Stored data:
------------------------------------------------

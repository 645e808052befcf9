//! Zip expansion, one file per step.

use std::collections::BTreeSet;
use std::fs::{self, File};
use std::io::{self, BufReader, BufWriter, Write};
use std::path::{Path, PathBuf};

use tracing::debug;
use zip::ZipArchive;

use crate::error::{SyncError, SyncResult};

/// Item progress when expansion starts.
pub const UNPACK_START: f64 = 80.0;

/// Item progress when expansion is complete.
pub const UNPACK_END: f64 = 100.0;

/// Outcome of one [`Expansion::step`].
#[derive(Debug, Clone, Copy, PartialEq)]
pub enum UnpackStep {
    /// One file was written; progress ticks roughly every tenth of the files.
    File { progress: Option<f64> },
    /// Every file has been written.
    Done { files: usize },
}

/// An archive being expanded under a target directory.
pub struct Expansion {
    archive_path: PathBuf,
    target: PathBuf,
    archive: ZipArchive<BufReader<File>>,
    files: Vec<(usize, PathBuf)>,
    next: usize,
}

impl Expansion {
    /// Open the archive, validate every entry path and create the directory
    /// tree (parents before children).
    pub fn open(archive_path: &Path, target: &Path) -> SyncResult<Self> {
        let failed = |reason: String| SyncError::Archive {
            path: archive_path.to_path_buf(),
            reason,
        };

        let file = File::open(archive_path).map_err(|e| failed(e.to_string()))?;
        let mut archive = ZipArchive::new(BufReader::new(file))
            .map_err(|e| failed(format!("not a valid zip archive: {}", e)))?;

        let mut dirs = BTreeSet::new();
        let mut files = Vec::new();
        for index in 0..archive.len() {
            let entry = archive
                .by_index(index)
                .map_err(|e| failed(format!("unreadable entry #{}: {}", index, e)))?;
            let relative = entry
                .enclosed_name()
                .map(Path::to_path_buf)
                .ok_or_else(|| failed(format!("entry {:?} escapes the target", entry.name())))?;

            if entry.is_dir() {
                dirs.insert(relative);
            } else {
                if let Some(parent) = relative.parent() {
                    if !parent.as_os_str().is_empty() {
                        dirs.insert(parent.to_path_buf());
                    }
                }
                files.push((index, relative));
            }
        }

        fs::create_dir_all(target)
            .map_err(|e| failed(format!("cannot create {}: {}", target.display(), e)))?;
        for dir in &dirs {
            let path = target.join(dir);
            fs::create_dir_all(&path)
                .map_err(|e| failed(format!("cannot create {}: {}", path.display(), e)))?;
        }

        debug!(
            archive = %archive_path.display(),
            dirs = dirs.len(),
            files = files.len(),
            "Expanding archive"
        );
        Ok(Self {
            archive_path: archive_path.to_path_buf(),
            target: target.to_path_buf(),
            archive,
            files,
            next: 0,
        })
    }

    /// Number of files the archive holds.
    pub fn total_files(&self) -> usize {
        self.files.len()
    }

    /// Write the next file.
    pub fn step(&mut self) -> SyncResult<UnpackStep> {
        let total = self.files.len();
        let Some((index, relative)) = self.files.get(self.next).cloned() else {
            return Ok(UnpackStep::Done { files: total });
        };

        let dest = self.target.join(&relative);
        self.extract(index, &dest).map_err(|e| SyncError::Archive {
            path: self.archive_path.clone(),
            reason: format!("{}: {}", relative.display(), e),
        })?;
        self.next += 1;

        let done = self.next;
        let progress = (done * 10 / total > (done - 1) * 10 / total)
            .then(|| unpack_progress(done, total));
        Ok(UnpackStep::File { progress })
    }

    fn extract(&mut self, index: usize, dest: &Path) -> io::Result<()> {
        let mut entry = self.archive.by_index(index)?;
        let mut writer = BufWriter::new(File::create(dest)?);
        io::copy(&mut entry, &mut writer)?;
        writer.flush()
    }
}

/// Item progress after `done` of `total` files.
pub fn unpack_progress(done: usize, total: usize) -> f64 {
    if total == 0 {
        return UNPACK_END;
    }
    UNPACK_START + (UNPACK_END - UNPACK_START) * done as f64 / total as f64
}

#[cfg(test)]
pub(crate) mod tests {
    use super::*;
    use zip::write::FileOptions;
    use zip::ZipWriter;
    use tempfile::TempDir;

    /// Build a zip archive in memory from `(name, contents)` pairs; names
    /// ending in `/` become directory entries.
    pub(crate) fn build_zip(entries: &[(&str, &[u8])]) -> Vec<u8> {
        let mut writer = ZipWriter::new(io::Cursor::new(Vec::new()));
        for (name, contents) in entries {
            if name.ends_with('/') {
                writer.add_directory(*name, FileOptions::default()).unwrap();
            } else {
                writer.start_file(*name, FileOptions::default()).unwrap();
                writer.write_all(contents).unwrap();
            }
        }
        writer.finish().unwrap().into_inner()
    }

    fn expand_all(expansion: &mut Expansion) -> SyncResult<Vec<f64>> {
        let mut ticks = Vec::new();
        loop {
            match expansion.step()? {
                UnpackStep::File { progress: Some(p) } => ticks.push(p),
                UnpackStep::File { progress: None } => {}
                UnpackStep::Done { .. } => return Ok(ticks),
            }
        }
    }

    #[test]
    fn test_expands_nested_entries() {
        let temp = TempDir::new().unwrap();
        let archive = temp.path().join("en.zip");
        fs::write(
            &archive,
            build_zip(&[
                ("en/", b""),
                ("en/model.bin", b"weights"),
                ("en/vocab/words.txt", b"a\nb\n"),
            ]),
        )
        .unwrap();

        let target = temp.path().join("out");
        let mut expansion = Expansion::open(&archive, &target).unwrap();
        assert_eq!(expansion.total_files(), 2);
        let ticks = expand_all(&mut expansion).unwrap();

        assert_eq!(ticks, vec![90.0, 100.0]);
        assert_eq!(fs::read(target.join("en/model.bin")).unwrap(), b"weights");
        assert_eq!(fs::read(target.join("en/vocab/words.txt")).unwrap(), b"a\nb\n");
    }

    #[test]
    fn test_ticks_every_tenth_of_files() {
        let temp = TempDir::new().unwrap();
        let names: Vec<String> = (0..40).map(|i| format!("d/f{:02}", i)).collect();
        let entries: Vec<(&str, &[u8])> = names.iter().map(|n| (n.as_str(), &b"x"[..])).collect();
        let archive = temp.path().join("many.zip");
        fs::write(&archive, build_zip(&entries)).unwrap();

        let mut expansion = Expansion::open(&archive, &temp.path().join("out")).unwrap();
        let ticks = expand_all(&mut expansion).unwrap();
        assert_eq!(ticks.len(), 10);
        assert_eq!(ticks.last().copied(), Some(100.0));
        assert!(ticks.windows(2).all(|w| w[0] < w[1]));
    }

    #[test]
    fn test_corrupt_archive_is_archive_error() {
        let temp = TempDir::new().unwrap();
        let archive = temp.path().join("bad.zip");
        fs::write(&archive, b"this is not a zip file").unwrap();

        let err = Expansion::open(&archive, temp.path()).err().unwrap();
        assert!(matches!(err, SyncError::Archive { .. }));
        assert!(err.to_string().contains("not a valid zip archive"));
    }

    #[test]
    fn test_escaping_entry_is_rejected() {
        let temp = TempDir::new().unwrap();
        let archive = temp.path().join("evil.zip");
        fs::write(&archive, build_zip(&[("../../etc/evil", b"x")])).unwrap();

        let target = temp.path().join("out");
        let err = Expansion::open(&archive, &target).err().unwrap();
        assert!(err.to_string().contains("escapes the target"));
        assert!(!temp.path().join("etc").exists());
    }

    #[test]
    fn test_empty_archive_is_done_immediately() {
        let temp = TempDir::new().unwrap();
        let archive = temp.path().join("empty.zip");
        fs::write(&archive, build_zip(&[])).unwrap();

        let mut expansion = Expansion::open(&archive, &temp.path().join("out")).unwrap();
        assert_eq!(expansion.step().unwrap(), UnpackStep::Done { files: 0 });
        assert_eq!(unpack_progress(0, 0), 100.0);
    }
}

------------------------------------------------

◆ Exercise
Copy whichever lines of the records above contain the word "usize".

◆ Solution
    Done { files: usize },
    files: Vec<(usize, PathBuf)>,
    next: usize,
    pub fn total_files(&self) -> usize {
    fn extract(&mut self, index: usize, dest: &Path) -> io::Result<()> {
pub fn unpack_progress(done: usize, total: usize) -> f64 {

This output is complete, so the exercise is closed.